Incidents/2019-03-20 ORES

ORES in CODFW stopped processing requests. The result was sustained overload errors and a growing backlog of requests to process.

Summary

This is a short (<= 1 paragraph) of what happened. Please ensure to remove private information.

Timeline

All times in UTC

March 19th
- 0400 - We observe a very high, sustained request rate from Google Cloud in SFO The sustained request rate brings EQIAD/CODFW near capacity. (grafana of external requests)

March 20
- 15:58 DNS oresrdb.svc.codfw.wmnet is switched over to oresrdb2002
- 14:02 - oresrdb2002 is rebooted for maintenance.
- 14:10 - oresrdb2002 comes back up.
- 14:12:22 - Score cache redis start and begins loading the redis databases from disk
- 14:13:57 - the score cache redis database loads the file and start accepting connections.

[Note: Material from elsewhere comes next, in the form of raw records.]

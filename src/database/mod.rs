// ABOUTME: Database abstraction layer for the dashboard's read contract
// ABOUTME: Activity selection and count-only queries behind an async trait
//
// SPDX-License-Identifier: MIT OR Apache-2.0
// Copyright (c) 2025 Pierre Fitness Intelligence

//! Database abstraction
//!
//! Handlers depend on `DatabaseProvider` rather than a concrete backend so the
//! connection pool is created once at startup and injected, and so tests can swap in
//! recording or failing implementations.

use crate::errors::AppResult;
use crate::models::Activity;
use async_trait::async_trait;
use uuid::Uuid;

/// `SQLite` implementation
pub mod sqlite;

pub use sqlite::SqliteDatabase;

/// Collections that support count queries
#[derive(Debug, Clone, Copy, PartialEq, Eq)]
pub enum Collection {
    /// Events, shared across all users
    Events,
    /// A user's registrations to events
    EventRegistrations,
}

impl Collection {
    /// Backing table name
    #[must_use]
    pub const fn table(self) -> &'static str {
        match self {
            Self::Events => "events",
            Self::EventRegistrations => "event_registrations",
        }
    }
}

/// Row filter for count queries
#[derive(Debug, Clone, Copy, PartialEq, Eq)]
pub enum CountFilter {
    /// Count every row
    All,
    /// Count rows owned by one user
    User(Uuid),
}

/// Parameters for loading activities
#[derive(Debug, Clone, PartialEq, Eq)]
pub struct ActivityQuery {
    /// Owner of the activities
    pub user_id: Uuid,
    /// Maximum rows to return, newest first
    pub limit: u32,
}

/// Event row
#[derive(Debug, Clone, PartialEq, Eq)]
pub struct EventRecord {
    /// Event identifier
    pub id: Uuid,
    /// Event title
    pub title: String,
}

/// Core database abstraction trait
#[async_trait]
pub trait DatabaseProvider: Send + Sync {
    /// Create tables if they do not exist
    async fn migrate(&self) -> AppResult<()>;

    /// Load a user's activities ordered by start time, newest first
    async fn select_activities(&self, query: &ActivityQuery) -> AppResult<Vec<Activity>>;

    /// Count rows in a collection without fetching them
    async fn count(&self, collection: Collection, filter: CountFilter) -> AppResult<i64>;

    /// Insert or replace an imported activity
    async fn upsert_activity(&self, activity: &Activity) -> AppResult<()>;

    /// Insert an event
    async fn create_event(&self, event: &EventRecord) -> AppResult<()>;

    /// Register a user for an event
    async fn register_for_event(&self, event_id: Uuid, user_id: Uuid) -> AppResult<()>;
}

It also begins a full resynchronization from master
- 14:12 - ORES codfw stops returning any scores (grafana of scores processed)
- 14:14 - ORES codfw begins to return overload errors (grafana of overload errors)
- 14:40 - Reversal of previous DNS change and forced restart of workers.

[14:40:21] <akosiaris> lemme reverst the switchover of the redis just in case
[14:43:21] <akosiaris> I 'll force a worker restart just to make sure it was that

14:43 - ORES codfw begins to return scores again (grafana of scores processed)

Conclusions

Miscommunication between SRE team members ended up in the reboot of the backup redis server after it was switched to serve redis traffic.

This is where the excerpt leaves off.